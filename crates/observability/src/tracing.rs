//! Tracing/logging initialization.

use tracing_subscriber::EnvFilter;

/// Initialize tracing for the process.
///
/// JSON logs by default (line-per-event, machine-shippable); set
/// `PODHARBOR_LOG_PRETTY` for human-readable output during development.
/// Safe to call multiple times (subsequent calls are no-ops).
pub fn init() {
    let filter = EnvFilter::try_from_default_env()
        .unwrap_or_else(|_| EnvFilter::new("info,podharbor=debug"));

    let builder = tracing_subscriber::fmt()
        .with_env_filter(filter)
        .with_target(false);

    if std::env::var_os("PODHARBOR_LOG_PRETTY").is_some() {
        let _ = builder.try_init();
    } else {
        let _ = builder.json().try_init();
    }
}
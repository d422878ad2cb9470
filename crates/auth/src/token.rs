//! Token issuance: three kinds, one HS256 key, per-kind subject tagging.

use chrono::{DateTime, Duration, Utc};
use jsonwebtoken::{Algorithm, DecodingKey, EncodingKey, Header, Validation};

use podharbor_core::{DomainResult, Fault};

use crate::claims::TokenClaims;

/// The three token kinds.
///
/// Kinds share a signing key and a claims shape; what separates them is the
/// subject-encoding convention and the validity window. A refresh token can
/// therefore never pass where an access token is expected — the subject tag
/// gives it away before any business logic runs.
#[derive(Debug, Clone, Copy, PartialEq, Eq)]
pub enum TokenKind {
    Access,
    Refresh,
    Verification,
}

impl TokenKind {
    /// Subject prefix for this kind. Access tokens carry the bare email.
    pub const fn subject_tag(self) -> &'static str {
        match self {
            TokenKind::Access => "",
            TokenKind::Refresh => "#refresh",
            TokenKind::Verification => "#verification",
        }
    }

    /// Build the tagged subject for an email.
    pub fn tag_subject(self, email: &str) -> String {
        format!("{}{}", self.subject_tag(), email)
    }

    /// Classify a subject and split off the email part.
    pub fn split_subject(subject: &str) -> (TokenKind, &str) {
        if let Some(email) = subject.strip_prefix(TokenKind::Verification.subject_tag()) {
            (TokenKind::Verification, email)
        } else if let Some(email) = subject.strip_prefix(TokenKind::Refresh.subject_tag()) {
            (TokenKind::Refresh, email)
        } else {
            (TokenKind::Access, subject)
        }
    }
}

impl core::fmt::Display for TokenKind {
    fn fmt(&self, f: &mut core::fmt::Formatter<'_>) -> core::fmt::Result {
        let name = match self {
            TokenKind::Access => "access",
            TokenKind::Refresh => "refresh",
            TokenKind::Verification => "verification",
        };
        f.write_str(name)
    }
}

/// Per-kind validity windows.
#[derive(Debug, Clone, Copy, PartialEq, Eq)]
pub struct TokenLifetimes {
    pub access: Duration,
    pub refresh: Duration,
    pub verification: Duration,
}

impl TokenLifetimes {
    /// Conventional units: days for the session tokens, minutes for the
    /// short-lived verification token.
    pub fn new(access_days: i64, refresh_days: i64, verification_minutes: i64) -> Self {
        Self {
            access: Duration::days(access_days),
            refresh: Duration::days(refresh_days),
            verification: Duration::minutes(verification_minutes),
        }
    }

    pub fn for_kind(&self, kind: TokenKind) -> Duration {
        match kind {
            TokenKind::Access => self.access,
            TokenKind::Refresh => self.refresh,
            TokenKind::Verification => self.verification,
        }
    }
}

impl Default for TokenLifetimes {
    fn default() -> Self {
        Self::new(1, 7, 10)
    }
}

/// Encoder/decoder over the shared signing secret.
pub struct TokenCodec {
    encoding: EncodingKey,
    decoding: DecodingKey,
    validation: Validation,
    lifetimes: TokenLifetimes,
}

impl TokenCodec {
    pub fn new(secret: &[u8], lifetimes: TokenLifetimes) -> Self {
        let mut validation = Validation::new(Algorithm::HS256);
        // Expiry is checked by `validate_window` against an explicit clock so
        // that callers (and tests) control time.
        validation.validate_exp = false;
        Self {
            encoding: EncodingKey::from_secret(secret),
            decoding: DecodingKey::from_secret(secret),
            validation,
            lifetimes,
        }
    }

    pub fn lifetimes(&self) -> &TokenLifetimes {
        &self.lifetimes
    }

    /// Issue a token of the given kind for an email subject.
    ///
    /// Pure apart from the signature: `iat = now`,
    /// `exp = now + lifetime(kind)`.
    pub fn issue(&self, kind: TokenKind, email: &str, now: DateTime<Utc>) -> DomainResult<String> {
        let claims = TokenClaims {
            sub: kind.tag_subject(email),
            iat: now.timestamp(),
            exp: (now + self.lifetimes.for_kind(kind)).timestamp(),
        };

        jsonwebtoken::encode(&Header::new(Algorithm::HS256), &claims, &self.encoding)
            .map_err(|e| Fault::internal(format!("token signing failed: {e}")))
    }

    /// Verify the signature and recover the claims. Window and kind checks
    /// are the validator's job.
    pub(crate) fn decode(&self, raw: &str) -> DomainResult<TokenClaims> {
        jsonwebtoken::decode::<TokenClaims>(raw, &self.decoding, &self.validation)
            .map(|data| data.claims)
            .map_err(|e| Fault::token_invalid().with_detail(e.to_string()))
    }
}

#[cfg(test)]
mod tests {
    use super::*;

    #[test]
    fn subjects_are_tagged_per_kind() {
        assert_eq!(TokenKind::Access.tag_subject("a@x.com"), "a@x.com");
        assert_eq!(TokenKind::Refresh.tag_subject("a@x.com"), "#refresha@x.com");
        assert_eq!(
            TokenKind::Verification.tag_subject("a@x.com"),
            "#verificationa@x.com"
        );
    }

    #[test]
    fn split_subject_round_trips_every_kind() {
        for kind in [TokenKind::Access, TokenKind::Refresh, TokenKind::Verification] {
            let subject = kind.tag_subject("a@x.com");
            let (recovered, email) = TokenKind::split_subject(&subject);
            assert_eq!(recovered, kind);
            assert_eq!(email, "a@x.com");
        }
    }

    #[test]
    fn issue_produces_decodable_claims() {
        let codec = TokenCodec::new(b"test-secret", TokenLifetimes::default());
        let now = Utc::now();

        let raw = codec.issue(TokenKind::Refresh, "a@x.com", now).unwrap();
        let claims = codec.decode(&raw).unwrap();

        assert_eq!(claims.sub, "#refresha@x.com");
        assert_eq!(claims.iat, now.timestamp());
        assert_eq!(claims.exp, (now + Duration::days(7)).timestamp());
    }

    #[test]
    fn decode_rejects_foreign_signature() {
        let issuer = TokenCodec::new(b"secret-a", TokenLifetimes::default());
        let verifier = TokenCodec::new(b"secret-b", TokenLifetimes::default());

        let raw = issuer.issue(TokenKind::Access, "a@x.com", Utc::now()).unwrap();
        let err = verifier.decode(&raw).unwrap_err();
        assert_eq!(err.code, "TOKEN_INVALID");
    }

    #[test]
    fn decode_rejects_garbage() {
        let codec = TokenCodec::new(b"test-secret", TokenLifetimes::default());
        assert_eq!(codec.decode("not-a-token").unwrap_err().code, "TOKEN_INVALID");
    }
}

◆ ◆ ◆

Tally how many lines in the material above hold the word "refresha". Write only that number.

EXERCISE ANSWER:
2